== Exercise description ==
Reproduce all the entries, matching the original word for word.

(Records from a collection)
* * * * *

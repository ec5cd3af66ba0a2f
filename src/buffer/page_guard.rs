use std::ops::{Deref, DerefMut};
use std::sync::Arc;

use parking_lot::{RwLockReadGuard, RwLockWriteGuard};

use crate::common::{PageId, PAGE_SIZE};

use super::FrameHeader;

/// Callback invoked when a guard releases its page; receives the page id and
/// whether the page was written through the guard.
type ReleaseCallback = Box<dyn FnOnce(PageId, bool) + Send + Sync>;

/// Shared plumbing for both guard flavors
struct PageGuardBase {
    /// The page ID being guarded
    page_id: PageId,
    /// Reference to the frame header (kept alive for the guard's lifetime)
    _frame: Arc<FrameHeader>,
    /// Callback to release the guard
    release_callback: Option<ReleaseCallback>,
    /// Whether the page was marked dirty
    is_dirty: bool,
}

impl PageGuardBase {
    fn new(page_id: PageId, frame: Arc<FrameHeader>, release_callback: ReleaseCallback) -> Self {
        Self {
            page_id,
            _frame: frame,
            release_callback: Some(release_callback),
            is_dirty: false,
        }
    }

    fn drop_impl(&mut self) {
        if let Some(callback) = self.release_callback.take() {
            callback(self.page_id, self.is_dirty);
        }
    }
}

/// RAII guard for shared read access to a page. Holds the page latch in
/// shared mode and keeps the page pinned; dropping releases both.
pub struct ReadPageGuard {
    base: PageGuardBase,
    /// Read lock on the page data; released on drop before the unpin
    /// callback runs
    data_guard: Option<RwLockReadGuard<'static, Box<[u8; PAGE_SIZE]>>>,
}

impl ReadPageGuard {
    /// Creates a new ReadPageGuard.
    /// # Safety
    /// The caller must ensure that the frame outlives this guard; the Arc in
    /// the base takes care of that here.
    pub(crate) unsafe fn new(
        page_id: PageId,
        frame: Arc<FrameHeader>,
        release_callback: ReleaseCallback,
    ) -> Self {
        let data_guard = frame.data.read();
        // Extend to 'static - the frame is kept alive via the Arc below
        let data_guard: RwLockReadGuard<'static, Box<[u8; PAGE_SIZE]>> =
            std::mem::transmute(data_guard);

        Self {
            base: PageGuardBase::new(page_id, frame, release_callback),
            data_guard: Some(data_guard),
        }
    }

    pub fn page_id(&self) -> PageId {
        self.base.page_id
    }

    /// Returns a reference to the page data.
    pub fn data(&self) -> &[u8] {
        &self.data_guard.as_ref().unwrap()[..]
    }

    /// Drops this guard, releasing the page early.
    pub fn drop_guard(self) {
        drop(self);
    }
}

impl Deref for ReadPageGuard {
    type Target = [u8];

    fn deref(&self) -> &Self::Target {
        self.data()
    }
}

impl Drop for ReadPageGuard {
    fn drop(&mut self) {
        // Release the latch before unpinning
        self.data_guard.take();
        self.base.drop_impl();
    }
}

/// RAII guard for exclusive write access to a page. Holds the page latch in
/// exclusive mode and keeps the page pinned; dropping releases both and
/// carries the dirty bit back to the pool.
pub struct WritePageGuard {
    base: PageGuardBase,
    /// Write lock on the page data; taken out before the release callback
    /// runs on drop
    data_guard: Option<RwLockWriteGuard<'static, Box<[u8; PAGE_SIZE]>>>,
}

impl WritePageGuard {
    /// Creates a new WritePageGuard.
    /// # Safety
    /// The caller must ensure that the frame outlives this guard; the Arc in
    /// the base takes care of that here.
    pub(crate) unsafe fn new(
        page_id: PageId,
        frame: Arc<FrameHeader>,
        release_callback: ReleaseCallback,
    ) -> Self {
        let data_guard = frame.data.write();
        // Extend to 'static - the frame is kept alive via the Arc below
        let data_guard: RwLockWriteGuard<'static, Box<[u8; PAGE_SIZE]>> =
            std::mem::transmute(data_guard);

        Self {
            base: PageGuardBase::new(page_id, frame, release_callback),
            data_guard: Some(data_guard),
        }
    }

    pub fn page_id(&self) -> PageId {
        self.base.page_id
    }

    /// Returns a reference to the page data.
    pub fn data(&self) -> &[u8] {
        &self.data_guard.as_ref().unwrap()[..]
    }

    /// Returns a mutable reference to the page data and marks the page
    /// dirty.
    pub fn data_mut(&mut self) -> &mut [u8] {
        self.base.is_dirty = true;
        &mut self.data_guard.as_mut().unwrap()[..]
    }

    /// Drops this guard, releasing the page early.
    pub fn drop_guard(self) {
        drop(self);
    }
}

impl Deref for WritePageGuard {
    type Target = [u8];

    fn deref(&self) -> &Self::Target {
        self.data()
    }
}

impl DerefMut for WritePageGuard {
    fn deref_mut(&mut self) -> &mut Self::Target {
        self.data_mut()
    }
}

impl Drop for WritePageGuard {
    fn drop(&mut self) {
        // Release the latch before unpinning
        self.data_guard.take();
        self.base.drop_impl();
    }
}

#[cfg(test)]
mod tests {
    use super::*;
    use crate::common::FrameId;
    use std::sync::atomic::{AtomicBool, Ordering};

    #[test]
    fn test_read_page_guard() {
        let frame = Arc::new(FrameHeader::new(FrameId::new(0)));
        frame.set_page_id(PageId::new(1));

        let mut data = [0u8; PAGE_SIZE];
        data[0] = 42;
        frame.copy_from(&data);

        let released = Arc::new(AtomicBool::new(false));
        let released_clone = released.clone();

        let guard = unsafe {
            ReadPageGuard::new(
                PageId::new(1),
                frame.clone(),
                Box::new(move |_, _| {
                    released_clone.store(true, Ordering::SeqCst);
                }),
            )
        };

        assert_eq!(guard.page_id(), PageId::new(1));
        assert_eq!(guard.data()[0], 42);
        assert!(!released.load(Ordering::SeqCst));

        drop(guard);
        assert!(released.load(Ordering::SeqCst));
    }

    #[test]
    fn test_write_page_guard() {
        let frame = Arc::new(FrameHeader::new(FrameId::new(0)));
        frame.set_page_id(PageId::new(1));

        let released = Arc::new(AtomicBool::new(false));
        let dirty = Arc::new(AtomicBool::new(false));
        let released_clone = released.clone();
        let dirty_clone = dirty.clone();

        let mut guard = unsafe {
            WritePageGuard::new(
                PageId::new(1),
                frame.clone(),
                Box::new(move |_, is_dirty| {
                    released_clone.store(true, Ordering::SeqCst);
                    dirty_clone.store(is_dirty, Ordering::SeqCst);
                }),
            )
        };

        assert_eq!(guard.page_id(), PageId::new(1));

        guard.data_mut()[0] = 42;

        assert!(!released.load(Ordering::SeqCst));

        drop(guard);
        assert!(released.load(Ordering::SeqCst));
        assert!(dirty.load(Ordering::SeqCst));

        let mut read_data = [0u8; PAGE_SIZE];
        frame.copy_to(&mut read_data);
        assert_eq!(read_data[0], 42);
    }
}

* * * * *

== Solution below ==
repository ec5cd3af66ba0a2f
filename src/buffer/page_guard.rs
use std::ops::{Deref, DerefMut};
use std::sync::Arc;

use parking_lot::{RwLockReadGuard, RwLockWriteGuard};

use crate::common::{PageId, PAGE_SIZE};

use super::FrameHeader;

/// Callback invoked when a guard releases its page; receives the page id and
/// whether the page was written through the guard.
type ReleaseCallback = Box<dyn FnOnce(PageId, bool) + Send + Sync>;

/// Shared plumbing for both guard flavors
struct PageGuardBase {
    /// The page ID being guarded
    page_id: PageId,
    /// Reference to the frame header (kept alive for the guard's lifetime)
    _frame: Arc<FrameHeader>,
    /// Callback to release the guard
    release_callback: Option<ReleaseCallback>,
    /// Whether the page was marked dirty
    is_dirty: bool,
}

impl PageGuardBase {
    fn new(page_id: PageId, frame: Arc<FrameHeader>, release_callback: ReleaseCallback) -> Self {
        Self {
            page_id,
            _frame: frame,
            release_callback: Some(release_callback),
            is_dirty: false,
        }
    }

    fn drop_impl(&mut self) {
        if let Some(callback) = self.release_callback.take() {
            callback(self.page_id, self.is_dirty);
        }
    }
}

/// RAII guard for shared read access to a page. Holds the page latch in
/// shared mode and keeps the page pinned; dropping releases both.
pub struct ReadPageGuard {
    base: PageGuardBase,
    /// Read lock on the page data; released on drop before the unpin
    /// callback runs
    data_guard: Option<RwLockReadGuard<'static, Box<[u8; PAGE_SIZE]>>>,
}

impl ReadPageGuard {
    /// Creates a new ReadPageGuard.
    /// # Safety
    /// The caller must ensure that the frame outlives this guard; the Arc in
    /// the base takes care of that here.
    pub(crate) unsafe fn new(
        page_id: PageId,
        frame: Arc<FrameHeader>,
        release_callback: ReleaseCallback,
    ) -> Self {
        let data_guard = frame.data.read();
        // Extend to 'static - the frame is kept alive via the Arc below
        let data_guard: RwLockReadGuard<'static, Box<[u8; PAGE_SIZE]>> =
            std::mem::transmute(data_guard);

        Self {
            base: PageGuardBase::new(page_id, frame, release_callback),
            data_guard: Some(data_guard),
        }
    }

    pub fn page_id(&self) -> PageId {
        self.base.page_id
    }

    /// Returns a reference to the page data.
    pub fn data(&self) -> &[u8] {
        &self.data_guard.as_ref().unwrap()[..]
    }

    /// Drops this guard, releasing the page early.
    pub fn drop_guard(self) {
        drop(self);
    }
}

impl Deref for ReadPageGuard {
    type Target = [u8];

    fn deref(&self) -> &Self::Target {
        self.data()
    }
}

impl Drop for ReadPageGuard {
    fn drop(&mut self) {
        // Release the latch before unpinning
        self.data_guard.take();
        self.base.drop_impl();
    }
}

/// RAII guard for exclusive write access to a page. Holds the page latch in
/// exclusive mode and keeps the page pinned; dropping releases both and
/// carries the dirty bit back to the pool.
pub struct WritePageGuard {
    base: PageGuardBase,
    /// Write lock on the page data; taken out before the release callback
    /// runs on drop
    data_guard: Option<RwLockWriteGuard<'static, Box<[u8; PAGE_SIZE]>>>,
}

impl WritePageGuard {
    /// Creates a new WritePageGuard.
    /// # Safety
    /// The caller must ensure that the frame outlives this guard; the Arc in
    /// the base takes care of that here.
    pub(crate) unsafe fn new(
        page_id: PageId,
        frame: Arc<FrameHeader>,
        release_callback: ReleaseCallback,
    ) -> Self {
        let data_guard = frame.data.write();
        // Extend to 'static - the frame is kept alive via the Arc below
        let data_guard: RwLockWriteGuard<'static, Box<[u8; PAGE_SIZE]>> =
            std::mem::transmute(data_guard);

        Self {
            base: PageGuardBase::new(page_id, frame, release_callback),
            data_guard: Some(data_guard),
        }
    }

    pub fn page_id(&self) -> PageId {
        self.base.page_id
    }

    /// Returns a reference to the page data.
    pub fn data(&self) -> &[u8] {
        &self.data_guard.as_ref().unwrap()[..]
    }

    /// Returns a mutable reference to the page data and marks the page
    /// dirty.
    pub fn data_mut(&mut self) -> &mut [u8] {
        self.base.is_dirty = true;
        &mut self.data_guard.as_mut().unwrap()[..]
    }

    /// Drops this guard, releasing the page early.
    pub fn drop_guard(self) {
        drop(self);
    }
}

impl Deref for WritePageGuard {
    type Target = [u8];

    fn deref(&self) -> &Self::Target {
        self.data()
    }
}

impl DerefMut for WritePageGuard {
    fn deref_mut(&mut self) -> &mut Self::Target {
        self.data_mut()
    }
}

impl Drop for WritePageGuard {
    fn drop(&mut self) {
        // Release the latch before unpinning
        self.data_guard.take();
        self.base.drop_impl();
    }
}

#[cfg(test)]
mod tests {
    use super::*;
    use crate::common::FrameId;
    use std::sync::atomic::{AtomicBool, Ordering};

    #[test]
    fn test_read_page_guard() {
        let frame = Arc::new(FrameHeader::new(FrameId::new(0)));
        frame.set_page_id(PageId::new(1));

        let mut data = [0u8; PAGE_SIZE];
        data[0] = 42;
        frame.copy_from(&data);

        let released = Arc::new(AtomicBool::new(false));
        let released_clone = released.clone();

        let guard = unsafe {
            ReadPageGuard::new(
                PageId::new(1),
                frame.clone(),
                Box::new(move |_, _| {
                    released_clone.store(true, Ordering::SeqCst);
                }),
            )
        };

        assert_eq!(guard.page_id(), PageId::new(1));
        assert_eq!(guard.data()[0], 42);
        assert!(!released.load(Ordering::SeqCst));

        drop(guard);
        assert!(released.load(Ordering::SeqCst));
    }

    #[test]
    fn test_write_page_guard() {
        let frame = Arc::new(FrameHeader::new(FrameId::new(0)));
        frame.set_page_id(PageId::new(1));

        let released = Arc::new(AtomicBool::new(false));
        let dirty = Arc::new(AtomicBool::new(false));
        let released_clone = released.clone();
        let dirty_clone = dirty.clone();

        let mut guard = unsafe {
            WritePageGuard::new(
                PageId::new(1),
                frame.clone(),
                Box::new(move |_, is_dirty| {
                    released_clone.store(true, Ordering::SeqCst);
                    dirty_clone.store(is_dirty, Ordering::SeqCst);
                }),
            )
        };

        assert_eq!(guard.page_id(), PageId::new(1));

        guard.data_mut()[0] = 42;

        assert!(!released.load(Ordering::SeqCst));

        drop(guard);
        assert!(released.load(Ordering::SeqCst));
        assert!(dirty.load(Ordering::SeqCst));

        let mut read_data = [0u8; PAGE_SIZE];
        frame.copy_to(&mut read_data);
        assert_eq!(read_data[0], 42);
    }
}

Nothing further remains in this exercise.